Workshop sets new Benchmarks

Posted by s.sufi on 11 May 2016 - 4:28pm

By Sarah Mount, Research Associate King’s College London and Institute Fellow

In many scientific disciplines, experimental methods are well established. Whether the methods in your field are simulations, lab work, ethnographic studies or some other form of testing, commonly accepted criteria for accepting a hypothesis are passed down through the academic generations, and form part of the culture of every discipline. Why then did the Software Sustainaiblity Institute and the Software Development Team feel the need to run #bench16, a one-day workshop on software benchmarking at King’s College London earlier this month?

Broadly accepted methods for establishing the running time of a piece of software (its latency) are not widespread in computer science, which often comes as a surprise to those working in other fields.

Unlike clinicians and ethnographers, computer scientists are in the enviable position of being in full control of their computers, but there are a still a large number of confounding variables which affect latency testing. These can come from the operating system, the programming language, the machine itself, or even from cosmic rays. The statistical properties of these sources of variation are not well understood, and only some confounding variables can be controlled. Having controlled for as much variation as possible, the resulting experimental configuration is likely to be impossible to reproduce on another operating system. Moreover, the literature contains a wide variety of ways to report the results of latency tests -- from averaging a small number of executions of the software, to more sophisticated hypothesis testing. Even questions such as “how many times should I execute my software to get a stable average latency?” have no widely accepted answer. Computer scientists and research software engineers generally agree that this situation needs to be improved, but there is yet to be a broad consensus on which techniques should be widely adopted.
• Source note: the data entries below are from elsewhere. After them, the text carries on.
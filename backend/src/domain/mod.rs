//! # Domain Module
//!
//! Business rules for users and their recurring subscriptions.
//!
//! Services own the connection pool and the transaction boundary: every public
//! operation opens one transaction, hands it to the storage traits and to the
//! rollover engine, and commits or rolls back as a unit.
//!
//! ## Module Organization
//!
//! - **user_service**: registration, lookup (with optional schedule refresh), cascading delete
//! - **subscription_service**: subscription CRUD, nearest payment, spend totals, category filter
//! - **rollover**: month arithmetic and the bulk / single-step payment-date passes
//! - **clock**: injectable source of "today"
//! - **commands**: internal command and query types
//! - **errors**: `ServiceError`, the failure type of every service call
//! - **models**: domain entities
//!
//! ## Business Rules
//!
//! - User names are globally unique; subscription names are unique per user
//! - A subscription always belongs to exactly one user
//! - Deleting a user deletes its subscriptions first
//! - Listing and querying roll overdue payment dates forward to today
//! - Looking up a single subscription advances it by one month at most

pub mod clock;
pub mod commands;
pub mod errors;
pub mod models;
pub mod rollover;
pub mod subscription_service;
pub mod user_service;

pub use clock::{fixed_clock, system_clock, Clock};
pub use commands::Lookup;
pub use errors::{ServiceError, ServiceResult};
pub use subscription_service::SubscriptionService;
pub use user_service::UserService;
//! Payment-date rollover.
//!
//! A subscription's `next_payment_date` should never sit in the past. Two
//! passes keep it there:
//!
//! - the **bulk pass** (`refresh_schedule`) walks every subscription of a user
//!   and advances each overdue date one month at a time until it reaches today;
//! - the **single step** (`step_subscription`) advances one looked-up
//!   subscription by at most one month, even if it stays overdue.
//!
//! Month arithmetic keeps the day of month where it exists and clamps to the
//! last day of the target month otherwise (Jan 31 -> Feb 28/29). Each step
//! starts from the previous result, so a date clamped to the 28th stays on the
//! 28th afterwards.

use chrono::{Months, NaiveDate};
use tracing::{debug, info};

use crate::domain::models::DomainSubscription;
use crate::storage::traits::{StorageResult, SubscriptionStorage};

/// Advance a date by one calendar month, clamping to the end of the month.
/// None only past the last representable date.
pub fn add_one_month(date: NaiveDate) -> Option<NaiveDate> {
    date.checked_add_months(Months::new(1))
}

/// Advance `date` month by month until it is not before `today`.
///
/// Runs at most once per overdue month (plus one); stops early at the
/// calendar's upper bound.
pub fn roll_forward(date: NaiveDate, today: NaiveDate) -> NaiveDate {
    let mut next = date;
    while next < today {
        match add_one_month(next) {
            Some(advanced) => next = advanced,
            None => break,
        }
    }
    next
}

/// Advance `date` by a single month if it is before `today`.
pub fn roll_forward_once(date: NaiveDate, today: NaiveDate) -> NaiveDate {
    if date < today {
        add_one_month(date).unwrap_or(date)
    } else {
        date
    }
}

/// Bulk pass: roll every overdue subscription of `user_id` forward to `today`
/// and persist the changed rows through `store`.
///
/// Returns the number of subscriptions whose date changed.
pub async fn refresh_schedule<S>(store: &mut S, user_id: i64, today: NaiveDate) -> StorageResult<usize>
where
    S: SubscriptionStorage + ?Sized,
{
    let subscriptions = store.list_subscriptions(user_id).await?;

    let mut changed = 0;
    for subscription in subscriptions.iter().filter(|s| s.is_overdue(today)) {
        let next = roll_forward(subscription.next_payment_date, today);
        if next != subscription.next_payment_date {
            debug!(
                "Rolling subscription {} from {} to {}",
                subscription.id, subscription.next_payment_date, next
            );
            store.update_next_payment_date(subscription.id, next).await?;
            changed += 1;
        }
    }

    if changed > 0 {
        info!("Rolled {} subscription(s) forward for user {}", changed, user_id);
    }
    Ok(changed)
}

/// Single step: advance one subscription by at most one month and persist it.
pub async fn step_subscription<S>(
    store: &mut S,
    mut subscription: DomainSubscription,
    today: NaiveDate,
) -> StorageResult<DomainSubscription>
where
    S: SubscriptionStorage + ?Sized,
{
    let next = roll_forward_once(subscription.next_payment_date, today);
    if next != subscription.next_payment_date {
        store.update_next_payment_date(subscription.id, next).await?;
        subscription.next_payment_date = next;
    }
    Ok(subscription)
}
Jan Vitek opened the #bench16 workshop with an overview of the search for repeatability, reproducibility and rigor in his own research on concurrent garbage collection. He asked the provocative question why has there been no scandal in computer science over the rigor of our results?

Edd Barrett and Institute Fellows Joe Parker and James Harold Davenport spoke about the difficulties and advantages of benchmarking in their own areas: software development, bioinformatics and high performance computing, respectively. Edd presented some early results from benchmarks of JIT-compiled language interpreters, which suggests that the accepted understanding of how these programs behave is somewhat naive. Joe asked us why benchmarking is rarely undertaken in bioinformatics, when latency is vital to the workflow of bioinformaticians. James explained how benchmarking HPC hardware enabled the University of Bath to procure a system which was well suited to its users and held the hardware vendors firmly to account.

Tomáš Kalibera, Simon Taylor and Jeremy Bennett all spoke about statistical and experimental methods. Tomáš noted that many benchmarking results are reported in the form of a claim of improvement on a previous result, e.g. this new method shows a 1.5x speed-up compared to … There are many “averages” that can be used here, and several common ways to calculate speed-up - of course some will give much more attractive results than others. Simon gave the workshop an introduction to time series analysis. Benchmarks are currently rarely presented as time series, even though some simple techniques from this area could be widely applicable to latency testing. Jeremy presented some results which used factorial and Plackett-Burman experimental design, two methods which are widely used in engineering and rarely seen in computer science.

A good number of new skills and experimental methods for benchmarking were widely shared at #bench16, and this was one motivation for inviting participants from a broad range of scientific fields. Does the future of benchmarking in computer science hold any hope? Many of the talks referred to the difficulty of funding and enabling the time consuming work of building experimental infrastructure for rigorous latency testing. However, Jan Vitek gave us reason to be hopeful in his keynote talk: a number of computer science conferences are now accepting artefacts, practical submissions that sit alongside papers, with a separate review panel, and provide the reader with a repeatable experiment which matches the findings of the published science.

The #bench16 workshop took place at King’s College London on April 20th 2016, and was chaired by Sarah Mount and Laurence Tratt. The workshop was sponsored by the Software Sustainability Institute and EPSRC, via the Lecture Fellowship. You can find slides for all the #bench16 talks on the event website.